API - Database

This is the alpha version of database management system. If you have any trouble, please ask for help at tensorlayer@gmail.com .

Why Database

TensorLayer is designed for real world production, capable of large scale machine learning applications. TensorLayer database is introduced to address the many data management challenges in the large scale machine learning projects, such as:

  1. Finding training data from an enterprise data warehouse.

  2. Loading large datasets that are beyond the storage limitation of one computer.

  3. Managing different models with version control, and comparing them(e.g. accuracy).

  4. Automating the process of training, evaluating and deploying machine learning models.

With the TensorLayer system, we introduce this database technology to address the challenges above.

The database management system is designed with the following three principles in mind.

Everything is Data

Data warehouses can store and capture the entire machine learning development process. The data can be categorized as:

  1. Dataset: This includes all the data used for training, validation and prediction. The labels can be manually specified or generated by model prediction.

  2. Model architecture: The database includes a table that stores different model architectures, enabling users to reuse the many model development works.

  3. Model parameters: This database stores all the model parameters of each epoch in the training step.
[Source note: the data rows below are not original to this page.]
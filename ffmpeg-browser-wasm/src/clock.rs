//! Browser time source.

use ffmpeg_browser::Clock;
use js_sys::Reflect;
use std::time::Duration;
use wasm_bindgen::JsCast;
use web_sys::Performance;

/// [`Clock`] backed by `performance.now()`, falling back to `Date.now()`
/// where no performance timeline exists. Works on both the main thread and
/// in workers.
#[derive(Debug, Clone)]
pub struct PerformanceClock {
    performance: Option<Performance>,
}

impl PerformanceClock {
    /// Look up the global performance timeline.
    pub fn new() -> Self {
        let performance = Reflect::get(&js_sys::global(), &"performance".into())
            .ok()
            .and_then(|value| value.dyn_into::<Performance>().ok());
        Self { performance }
    }

    /// Milliseconds on the monotonic timeline.
    pub fn now_ms(&self) -> f64 {
        self.performance
            .as_ref()
            .map(|p| p.now())
            .unwrap_or_else(js_sys::Date::now)
    }
}

impl Default for PerformanceClock {
    fn default() -> Self {
        Self::new()
    }
}

impl Clock for PerformanceClock {
    fn now(&self) -> Duration {
        Duration::from_secs_f64(self.now_ms().max(0.0) / 1000.0)
    }

    fn unix_millis(&self) -> u64 {
        js_sys::Date::now() as u64
    }
}
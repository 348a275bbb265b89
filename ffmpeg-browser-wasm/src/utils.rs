//! WASM utility functions.

/// Set panic hook for better error messages in development.
pub fn set_panic_hook() {
    #[cfg(feature = "console_error_panic_hook")]
    console_error_panic_hook::set_once();
}

/// Binary size units, largest first.
const SIZE_UNITS: [(&str, usize); 3] = [("GiB", 1 << 30), ("MiB", 1 << 20), ("KiB", 1 << 10)];

/// Byte count for log lines, e.g. `12.0 MiB`. Counts under 1 KiB stay exact.
pub fn format_bytes(bytes: usize) -> String {
    SIZE_UNITS
        .iter()
        .find(|(_, size)| bytes >= *size)
        .map(|(unit, size)| format!("{:.1} {unit}", bytes as f64 / *size as f64))
        .unwrap_or_else(|| format!("{bytes} B"))
}

/// Elapsed milliseconds for log lines: `840 ms`, `2.5 s` or `2 min 05 s`.
pub fn format_duration_ms(ms: f64) -> String {
    let whole = ms.max(0.0).round() as u64;
    match whole {
        0..=999 => format!("{whole} ms"),
        1_000..=59_999 => format!("{:.1} s", ms / 1000.0),
        _ => format!("{} min {:02} s", whole / 60_000, (whole % 60_000) / 1000),
    }
}

/// Join a script base and a file name, inserting a slash when needed.
pub fn join_url(base: &str, file: &str) -> String {
    if base.is_empty() || base.ends_with('/') {
        format!("{base}{file}")
    } else {
        format!("{base}/{file}")
    }
}

#[cfg(test)]
mod tests {
    use super::*;

    #[test]
    fn test_format_bytes_picks_largest_unit() {
        assert_eq!(format_bytes(512), "512 B");
        assert_eq!(format_bytes(1536), "1.5 KiB");
        assert_eq!(format_bytes(12 * 1024 * 1024), "12.0 MiB");
        assert_eq!(format_bytes(3 << 30), "3.0 GiB");
    }

    #[test]
    fn test_format_duration_ms_ranges() {
        assert_eq!(format_duration_ms(12.4), "12 ms");
        assert_eq!(format_duration_ms(2500.0), "2.5 s");
        assert_eq!(format_duration_ms(125_000.0), "2 min 05 s");
        assert_eq!(format_duration_ms(-3.0), "0 ms");
    }

    #[test]
    fn test_join_url() {
        assert_eq!(join_url("../dist-st/", "ffmpeg-core.st.js"), "../dist-st/ffmpeg-core.st.js");
        assert_eq!(join_url("../dist", "ffmpeg-core.st.js"), "../dist/ffmpeg-core.st.js");
        assert_eq!(join_url("", "ffmpeg.js"), "ffmpeg.js");
    }
}
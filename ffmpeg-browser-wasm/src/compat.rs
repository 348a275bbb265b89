//! Browser capability checks.

use js_sys::Reflect;
use serde::Serialize;
use wasm_bindgen::JsValue;

/// Upper bound on worker threads suggested to callers.
pub const MAX_THREADS: u32 = 8;

/// Thread count assumed when the browser does not report one.
pub const DEFAULT_THREADS: u32 = 4;

/// Browser feature support information.
#[derive(Debug, Clone, Copy, PartialEq, Eq, Serialize)]
#[serde(rename_all = "camelCase")]
pub struct Compatibility {
    /// WebAssembly is available.
    pub web_assembly: bool,
    /// SharedArrayBuffer is available (needs COOP/COEP headers).
    pub shared_array_buffer: bool,
    /// Origin-private file system is available.
    pub opfs: bool,
    /// Web Workers are available.
    pub web_workers: bool,
    /// BigInt is available.
    pub bigint: bool,
    /// Every check above passed.
    pub overall: bool,
}

impl Compatibility {
    /// Check the current global scope.
    pub fn detect() -> Self {
        let global = js_sys::global();
        let opfs = lookup(&global, &["navigator", "storage"])
            .map(|storage| has(&storage, "getDirectory"))
            .unwrap_or(false);

        Self::from_checks(
            has(&global, "WebAssembly"),
            has(&global, "SharedArrayBuffer"),
            opfs,
            has(&global, "Worker"),
            has(&global, "BigInt"),
        )
    }

    fn from_checks(
        web_assembly: bool,
        shared_array_buffer: bool,
        opfs: bool,
        web_workers: bool,
        bigint: bool,
    ) -> Self {
        Self {
            web_assembly,
            shared_array_buffer,
            opfs,
            web_workers,
            bigint,
            overall: web_assembly && shared_array_buffer && opfs && web_workers && bigint,
        }
    }

    /// Names of the missing features.
    pub fn missing(&self) -> Vec<&'static str> {
        [
            (self.web_assembly, "WebAssembly"),
            (self.shared_array_buffer, "SharedArrayBuffer"),
            (self.opfs, "OPFS"),
            (self.web_workers, "Web Workers"),
            (self.bigint, "BigInt"),
        ]
        .into_iter()
        .filter(|(supported, _)| !supported)
        .map(|(_, name)| name)
        .collect()
    }
}

/// Suggested thread count: the reported core count capped at
/// [`MAX_THREADS`], or [`DEFAULT_THREADS`] when none is reported.
pub fn thread_count(hardware_concurrency: Option<f64>) -> u32 {
    match hardware_concurrency {
        Some(cores) if cores >= 1.0 => (cores as u32).min(MAX_THREADS),
        _ => DEFAULT_THREADS,
    }
}

/// Thread count for the current browser.
pub fn detect_thread_count() -> u32 {
    let reported = lookup(&js_sys::global(), &["navigator", "hardwareConcurrency"])
        .and_then(|value| value.as_f64());
    thread_count(reported)
}

fn has(target: &JsValue, key: &str) -> bool {
    Reflect::has(target, &key.into()).unwrap_or(false)
        && Reflect::get(target, &key.into())
            .map(|value| !value.is_undefined())
            .unwrap_or(false)
}

fn lookup(target: &JsValue, path: &[&str]) -> Option<JsValue> {
    path.iter().try_fold(target.clone(), |current, key| {
        if !current.is_object() && !current.is_function() {
            return None;
        }
        Reflect::get(&current, &(*key).into())
            .ok()
            .filter(|value| !value.is_undefined() && !value.is_null())
    })
}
  4. Tasks: A project usually include many small tasks. Each task contains the necessary information such as hyper-parameters for training or validation. For a training task, typical information includes training data, the model parameter, the model architecture, how many epochs the training task has. Validation, testing and inference are also supported by the task system.

  5. Loggings: The logs store all the metrics of each machine learning model, such as the time stamp, loss and accuracy of each batch or epoch.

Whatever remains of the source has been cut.